[568] Thucyd. i, 138; Diodor. xi, 57. Besides the three above-named places, Neanthês and Phanias described the grant as being still fuller and more specific: they stated that Perkôtê was granted to Themistoklês for bedding, and Palæskêpsis for clothing (Plutarch, Themist. c. 29; Athenæus, i, p. 29).

This seems to have been a frequent form of grants from the Persian and Egyptian kings, to their queens, relatives, or friends,—a grant nominally to supply some particular want or taste: see Dr. Arnold’s note on the passage of Thucydidês. I doubt his statement, however, about the land-tax, or rent; I do not think that it was a tenth or a fifth of the produce of the soil in these districts which was granted to Themistoklês, but the portion of regal revenue, or tribute, levied in them.

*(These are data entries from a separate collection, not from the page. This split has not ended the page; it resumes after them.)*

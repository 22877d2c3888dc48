// ui/src/components/layout/footer.rs
use leptos::prelude::ClassAttribute;
use leptos::prelude::CollectView;
use leptos::prelude::ElementChild;
use leptos::{IntoView, component, view};

use crate::icons::{Icon, IconId};
use crate::motion::Reveal;

static QUICK_LINKS: [(&str, &str); 5] = [
    ("Home", "/"),
    ("About Us", "/about"),
    ("Services", "/services"),
    ("Projects", "/projects"),
    ("Contact", "/contact"),
];

static SOCIAL: [(IconId, &str); 5] = [
    (IconId::Facebook, "https://facebook.com"),
    (IconId::Twitter, "https://twitter.com"),
    (IconId::Instagram, "https://instagram.com"),
    (IconId::Linkedin, "https://linkedin.com"),
    (IconId::Github, "https://github.com"),
];

static CONTACT_INFO: [(IconId, &str); 3] = [
    (IconId::MapPin, "123 Animation Street, New York, 10001"),
    (IconId::Phone, "+1 (555) 123-4567"),
    (IconId::Mail, "info@makers.studio"),
];

#[component]
pub fn Footer() -> impl IntoView {
    let socials = SOCIAL
        .iter()
        .map(|&(id, href)| view! {
            <a
                href=href
                target="_blank"
                rel="noopener noreferrer"
                class="flex h-11 w-11 items-center justify-center rounded-full bg-white/10 text-xl text-white transition-all duration-300 hover:-translate-y-1 hover:bg-gradient-to-r hover:from-primary hover:to-secondary"
            >
                <Icon id/>
            </a>
        })
        .collect_view();

    let quick_links = QUICK_LINKS
        .iter()
        .map(|&(label, path)| view! {
            <a
                href=path
                class="w-fit text-white/80 transition-all duration-300 hover:translate-x-2 hover:text-white"
            >{label}</a>
        })
        .collect_view();

    let contact_items = CONTACT_INFO
        .iter()
        .map(|&(id, text)| view! {
            <div class="mb-5 flex items-center gap-4 text-white/80 transition-all duration-300 hover:-translate-y-0.5 hover:text-white">
                <span class="flex h-9 w-9 shrink-0 items-center justify-center rounded-full bg-gradient-to-r from-primary to-secondary text-white">
                    <Icon id/>
                </span>
                <p>{text}</p>
            </div>
        })
        .collect_view();

    view! {
        <footer class="relative overflow-hidden bg-gradient-to-r from-[#000428] to-[#004e92] px-8 pb-8 pt-24 text-white">
            <div class="relative z-[1] mx-auto grid max-w-6xl grid-cols-1 gap-16 sm:grid-cols-2 lg:grid-cols-4">
                <Reveal>
                    <h2 class="mb-5 text-3xl font-bold">
                        <span class="bg-gradient-to-r from-primary to-secondary bg-clip-text text-transparent">
                            "Makers"
                        </span>
                    </h2>
                    <p class="mb-6 leading-relaxed text-white/70">
                        "Creating beautiful and functional websites with stunning animations \
                         and intuitive interfaces that transform your digital presence."
                    </p>
                    <div class="flex gap-4">
                        {socials}
                    </div>
                </Reveal>

                <Reveal delay_ms=200>
                    <h3 class="mb-6 text-xl font-semibold">"Quick Links"</h3>
                    <nav class="flex flex-col gap-4">
                        {quick_links}
                    </nav>
                </Reveal>

                <Reveal delay_ms=300>
                    <h3 class="mb-6 text-xl font-semibold">"Contact Info"</h3>
                    {contact_items}
                </Reveal>

                <Reveal delay_ms=400>
                    <h3 class="mb-6 text-xl font-semibold">"Subscribe"</h3>
                    <p class="mb-4 leading-relaxed text-white/70">
                        "Stay updated with our latest news, updates, and exclusive offers."
                    </p>
                    // Input is a stub: nothing is wired to submit it anywhere.
                    <form class="relative flex">
                        <input
                            type="email"
                            placeholder="Your email address"
                            class="grow rounded-lg border border-white/10 bg-white/10 px-5 py-4 text-white outline-none backdrop-blur transition-all duration-300 placeholder:text-white/50 focus:bg-white/15"
                        />
                        <button
                            type="button"
                            class="absolute bottom-2 right-2 top-2 flex items-center justify-center gap-2 rounded-md bg-gradient-to-r from-primary to-secondary px-5 font-semibold text-white transition-all duration-300 hover:opacity-90"
                        >
                            <span>"Subscribe"</span>
                            <Icon id=IconId::ArrowRight/>
                        </button>
                    </form>
                </Reveal>
            </div>

            <div class="relative z-[1] mt-16 border-t border-white/10 pt-10 text-center text-sm text-white/70">
                <p>"© 2025 Makers. All rights reserved."</p>
            </div>
        </footer>
    }
}

#[cfg(test)]
mod tests {
    use super::{CONTACT_INFO, QUICK_LINKS, SOCIAL};

    #[test]
    fn quick_links_cover_every_nav_label() {
        let labels: Vec<_> = QUICK_LINKS.iter().map(|(l, _)| *l).collect();
        assert_eq!(labels, ["Home", "About Us", "Services", "Projects", "Contact"]);
    }

    #[test]
    fn social_and_contact_tables_are_populated() {
        assert_eq!(SOCIAL.len(), 5);
        assert_eq!(CONTACT_INFO.len(), 3);
        for (_, href) in SOCIAL {
            assert!(href.starts_with("https://"));
        }
    }
}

The Persian kings did not take the trouble to assess and collect the tribute: they probably left that to the inhabitants themselves, provided the sum total were duly paid.

[569] Plutarch, Themistoklês, c. 31. πλανώμενος περὶ τὴν Ἀσίαν: this statement seems probable enough, though Plutarch rejects it.

[570] Thucyd. i, 138. Νοσήσας δὲ τελευτᾷ τὸν βίον· λέγουσι δέ τινες καὶ ἑκούσιον φαρμάκῳ ἀποθανεῖν αὐτὸν, ἀδύνατον νομίσαντα εἶναι ἐπιτελέσαι βασιλεῖ ἃ ὑπέσχετο.

This current story, as old as Aristophanês (Equit. 83, compare the Scholia), alleged that Themistoklês had poisoned himself by drinking bull’s blood (see Diodor. xi, 58), who assigns to this act of taking poison a still more sublime patriotic character by making it part of a design on the part of Themistoklês to restrain the Persian king from warring against Greece.

Plutarch (Themist. c. 31, and Kimon, c. 18) and Diodorus both state, as an unquestionable fact, that Themistoklês died by poisoning himself: omitting even to notice the statement of Thucydidês, that he died of disease. Cornelius Nepos (Themist. c. 10) follows Thucydidês. Cicero (Brutus, c. 11) refers the story of the suicide by poison to Clitarchus and Stratoklês, recognizing it as contrary to Thucydidês. He puts into the mouth of his fellow dialogist, Atticus, a just rebuke of the facility with which historical truth was sacrificed to rhetorical purpose.

[571] Thucyd. i, 138. τὰ δὲ ὀστᾶ φασὶ κομισθῆναι αὐτοῦ οἱ προσήκοντες οἴκαδε κελεύσαντος ἐκείνου, καὶ τεθῆναι κρύφα Ἀθηναίων ἐν τῇ Ἀττικῇ· οὐ γὰρ ἐξῆν θάπτειν, ὡς ἐπὶ προδοσίᾳ φεύγοντος.

Cornelius Nepos, who here copies Thucydidês, gives this statement by mistake, as if Thucydidês had himself affirmed it: “Idem (sc. Thucydidês) ossa ejus clam in Atticâ ab amicis sepulta, quoniam legibus non concederetur, quod proditionis esset damnatus, memoriæ prodidit.” This shows the haste or inaccuracy with which these secondary authors so often cite: Thucydidês is certainly not a witness for the fact: if anything, he may be said to count somewhat against it.

Plutarch (Themist. c. 32) shows that the burial-place of Themistoklês, supposed to be in Attica, was yet never verified before his time: the guides of Pausanias, however, in the succeeding century, had become more confident (Pausanias, i, 1, 3).

[572] Respecting the probity of Aristeidês, see an interesting fragment of Eupolis, the comic writer (Δῆμοι, Fragm, iv, p. 457, ed. Meineke).